‘Filho do homem’: Pedido de prisão de Oruam cita fotos com lideranças do Comando Vermelho ligadas a Marcinho VP

Trapper se entregou no Rio após ser acusado de proteger foragido e ostentar vínculos com líderes do tráfico ligados a seu pai

A prisão preventiva do trapper Oruam, decretada pela Justiça do Rio de Janeiro nesta terça-feira (22), revelou uma teia de relações com o alto comando do Comando Vermelho. O artista, que tem mais de 10 milhões de ouvintes mensais no Spotify, foi acusado de proteger foragidos da facção e exibir em público sua ligação com lideranças criminosas, segundo reportagem do portal g1.

Oruam, nome artístico de Mauro Davi dos Santos Nepomuceno, é filho de Marcinho VP e sobrinho de Elias Maluco, duas figuras históricas do CV. Tatuou os nomes dos dois no corpo e costuma se referir a si mesmo como “filho do homem”. Antes de se entregar, chegou a postar vídeos desafiando as autoridades, afirmando que não seria preso.

Ele foi indiciado por sete crimes: tráfico de drogas, associação ao tráfico, resistência, desacato, dano ao patrimônio, ameaça e lesão corporal. A acusação é resultado de um confronto com a polícia na porta de sua casa, no bairro do Joá, zona oeste do Rio, quando teria tentado impedir a apreensão de um adolescente procurado por tráfico e roubo.

Segundo a Polícia Civil, Oruam, junto de outras dez pessoas, atirou pedras nos agentes, ferindo um policial e danificando viaturas. O adolescente, conhecido como Menor Piu, conseguiu fugir para uma área de mata. Após o episódio, o rapper deixou a residência e se refugiou no Complexo da Penha, reduto do Comando Vermelho, onde foi visto ao lado de Doca, chefe do tráfico local e também foragido.

Imagens com líderes da facção e abrigo a foragidos

O inquérito policial aponta que Oruam aparece em fotos com Doca, líder do tráfico na Penha, e com Rabicó, chefe do CV no Complexo do Salgueiro, em São Gonçalo. Ambos são foragidos da Justiça. Em uma das imagens, Rabicó segura um fuzil, enquanto Oruam posa ao seu lado. O Ministério Público afirma que essas aparições públicas não são apenas simbólicas, mas evidência de uma ligação “orgânica, estável e permanente” com a facção.
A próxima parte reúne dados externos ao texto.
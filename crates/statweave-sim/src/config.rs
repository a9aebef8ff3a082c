//! Simulation configuration.
//!
//! [`SimConfig`] is loaded from JSON and validated before a simulation is
//! built. Every field has a default, so a config file only needs to name the
//! values it changes.

use std::path::Path;

use serde::{Deserialize, Serialize};

use crate::SimError;

// ---------------------------------------------------------------------------
// TickConfig
// ---------------------------------------------------------------------------

/// Configuration for the fixed-timestep tick loop.
///
/// The `fixed_dt` is the duration in seconds of each simulation tick. A value
/// of `1.0 / 60.0` gives 60 ticks per second.
#[derive(Debug, Clone, PartialEq, Serialize, Deserialize)]
#[serde(default)]
pub struct TickConfig {
    /// Fixed time step in seconds per tick. Must be positive and finite.
    pub fixed_dt: f64,
    /// Headless mode: tick as fast as possible.
    pub headless: bool,
}

impl Default for TickConfig {
    /// Defaults to 60 Hz (1/60 second per tick), headless on.
    fn default() -> Self {
        Self {
            fixed_dt: 1.0 / 60.0,
            headless: true,
        }
    }
}

// ---------------------------------------------------------------------------
// SimConfig
// ---------------------------------------------------------------------------

/// Parameters of a reference simulation run.
#[derive(Debug, Clone, PartialEq, Serialize, Deserialize)]
#[serde(default)]
pub struct SimConfig {
    /// Seed for every random stream in the run.
    pub seed: u64,
    /// Number of ticks the binary runs.
    pub ticks: u64,
    /// Population the spawn system tops the world up to.
    pub population: usize,
    /// Maximum number of entities spawned per tick.
    pub spawn_per_tick: usize,
    /// Entity slots per parallel batch.
    pub batch_size: usize,
    /// Fraction of spawned entities that become affectors.
    pub affector_ratio: f64,
    /// Modifiers each affector attaches when it is initialized.
    pub modifiers_per_affector: usize,
    /// Per-tick chance that any one active modifier is removed early.
    pub removal_chance: f64,
    /// Entity lifetime range in ticks, inclusive.
    pub min_lifetime: u32,
    pub max_lifetime: u32,
    pub tick: TickConfig,
}

impl Default for SimConfig {
    fn default() -> Self {
        Self {
            seed: 0x5EED,
            ticks: 600,
            population: 1_024,
            spawn_per_tick: 128,
            batch_size: 64,
            affector_ratio: 0.25,
            modifiers_per_affector: 4,
            removal_chance: 0.02,
            min_lifetime: 60,
            max_lifetime: 240,
            tick: TickConfig::default(),
        }
    }
}

impl SimConfig {
    /// Parse and validate a JSON config.
    pub fn from_json(json: &str) -> Result<Self, SimError> {
        let config: SimConfig = serde_json::from_str(json)?;
        config.validate()?;
        Ok(config)
    }

    /// Read, parse and validate a JSON config file.
    pub fn load(path: &Path) -> Result<Self, SimError> {
        let json = std::fs::read_to_string(path).map_err(|source| SimError::Io {
            path: path.display().to_string(),
            source,
        })?;
        let config = Self::from_json(&json)?;
        tracing::debug!(path = %path.display(), ?config, "sim config loaded");
        Ok(config)
    }

    pub fn validate(&self) -> Result<(), SimError> {
        let invalid = |field: &'static str, reason: String| -> Result<(), SimError> {
            Err(SimError::InvalidConfig { field, reason })
        };

        if !(self.tick.fixed_dt > 0.0 && self.tick.fixed_dt.is_finite()) {
            return invalid(
                "tick.fixed_dt",
                format!("must be positive and finite, got {}", self.tick.fixed_dt),
            );
        }
        if self.batch_size == 0 {
            return invalid("batch_size", "must be positive".into());
        }
        if !(0.0..=1.0).contains(&self.affector_ratio) {
            return invalid(
                "affector_ratio",
                format!("must be within 0..=1, got {}", self.affector_ratio),
            );
        }
        if !(0.0..=1.0).contains(&self.removal_chance) {
            return invalid(
                "removal_chance",
                format!("must be within 0..=1, got {}", self.removal_chance),
            );
        }
        if self.min_lifetime == 0 || self.min_lifetime > self.max_lifetime {
            return invalid(
                "min_lifetime",
                format!(
                    "must satisfy 0 < min_lifetime <= max_lifetime, got {}..={}",
                    self.min_lifetime, self.max_lifetime
                ),
            );
        }
        Ok(())
    }
}

// ---------------------------------------------------------------------------
// Tests
// ---------------------------------------------------------------------------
A promotora Silvia Missano, do Plantão Noturno do MP, destacou que a residência do rapper se transformou num ponto de apoio para criminosos. “Trata-se de uma vinculação orgânica com as práticas delituosas da organização criminosa”, afirmou em manifestação à Justiça. Segundo o MP, essa foi a segunda vez em menos de seis meses que foragidos ligados ao CV foram encontrados escondidos na casa de Oruam.

A juíza Ane Cristine Scheele Santos, que decretou a prisão preventiva, justificou a medida pela necessidade de preservar a ordem pública. Para ela, a fuga do rapper para a Penha e os vídeos nas redes sociais representaram um “desafio direto e ostensivo ao Poder Judiciário e às instituições democráticas”.

Entrega e promessa de recomeço

No início da noite de terça-feira, Oruam se apresentou espontaneamente na Cidade da Polícia, acompanhado da mãe e da namorada. No local, fez um breve pronunciamento direcionado aos fãs: “Vou dar a volta por cima, tropa. Tô com Deus e tá tranquilão”.

Apesar do tom conciliador, o caso reacende o debate sobre o poder simbólico e social que artistas vinculados ao tráfico exercem nas comunidades e nas redes sociais. A investigação prossegue e pode desdobrar-se em novas ações contra integrantes da facção que, segundo o MP, usavam a residência do rapper como abrigo.